Task description — Filter the material below down to the lines with the word "Debug" and give those lines.

Source data —
//! Attribution records carried by top-level blocks.

use chrono::{DateTime, SecondsFormat, Utc};
use serde::{Deserialize, Serialize};
use serde_json::{Map, Value};
use tracing::warn;

/// Identity of the person editing notes, supplied by the host application
#[derive(Debug, Clone, PartialEq, Eq, Hash, Serialize, Deserialize)]
pub struct User {
    pub id: String,
    pub name: String,
}

impl User {
    pub fn new(id: impl Into<String>, name: impl Into<String>) -> Self {
        Self {
            id: id.into(),
            name: name.into(),
        }
    }
}

/// Who last edited a block, and when
#[derive(Debug, Clone, Default, PartialEq, Eq)]
pub struct AttributionRecord {
    pub last_edited_by: Option<User>,
    pub last_edited_at: Option<DateTime<Utc>>,
}

impl AttributionRecord {
    pub fn stamped(user: User, at: DateTime<Utc>) -> Self {
        Self {
            last_edited_by: Some(user),
            last_edited_at: Some(at),
        }
    }

    pub fn is_empty(&self) -> bool {
        self.last_edited_by.is_none() && self.last_edited_at.is_none()
    }

    pub fn editor_name(&self) -> Option<&str> {
        self.last_edited_by.as_ref().map(|user| user.name.as_str())
    }

    /// Edit time in the wire format (`2026-10-15T09:30:00.000Z`)
    pub fn edited_at_iso(&self) -> Option<String> {
        self.last_edited_at
            .map(|at| at.to_rfc3339_opts(SecondsFormat::Millis, true))
    }

    pub fn to_value(&self) -> Value {
        let mut map = Map::new();
        map.insert(
            "lastEditedBy".to_string(),
            match &self.last_edited_by {
                Some(user) => serde_json::json!({ "id": user.id, "name": user.name }),
                None => Value::Null,
            },
        );
        map.insert(
            "lastEditedAt".to_string(),
            self.edited_at_iso().map(Value::String).unwrap_or(Value::Null),
        );
        Value::Object(map)
    }

    /// Permissive read: ill-typed fields become `None` instead of failing
    pub fn from_value(value: &Value) -> Option<Self> {
        let map = value.as_object()?;

        let last_edited_by = match map.get("lastEditedBy") {
            None | Some(Value::Null) => None,
            Some(raw) => match serde_json::from_value::<User>(raw.clone()) {
                Ok(user) => Some(user),
                Err(err) => {
                    warn!(error = %err, "Ignoring malformed lastEditedBy");
                    None
                }
            },
        };

        let last_edited_at = match map.get("lastEditedAt").and_then(Value::as_str) {
            Some(raw) => match DateTime::parse_from_rfc3339(raw) {
                Ok(at) => Some(at.with_timezone(&Utc)),
                Err(err) => {
                    warn!(value = raw, error = %err, "Ignoring malformed lastEditedAt");
                    None
                }
            },
            None => None,
        };

        Some(Self {
            last_edited_by,
            last_edited_at,
        })
    }
}

#[cfg(test)]
mod tests {
    use super::*;
    use chrono::TimeZone;

    #[test]
    fn test_record_wire_shape() {
        let at = Utc.with_ymd_and_hms(2026, 10, 15, 9, 30, 0).unwrap();
        let record = AttributionRecord::stamped(User::new("u1", "Dana"), at);

        let value = record.to_value();
        assert_eq!(value["lastEditedBy"]["name"], "Dana");
        assert_eq!(value["lastEditedAt"], "2026-10-15T09:30:00.000Z");

        assert_eq!(AttributionRecord::from_value(&value), Some(record));
    }

    #[test]
    fn test_malformed_fields_default_to_none() {
        let value = serde_json::json!({ "lastEditedBy": 42, "lastEditedAt": "yesterday" });
        let record = AttributionRecord::from_value(&value).unwrap();

        assert!(record.is_empty());
        assert!(AttributionRecord::from_value(&Value::Null).is_none());
    }
}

Answer to this task —
#[derive(Debug, Clone, PartialEq, Eq, Hash, Serialize, Deserialize)]
#[derive(Debug, Clone, Default, PartialEq, Eq)]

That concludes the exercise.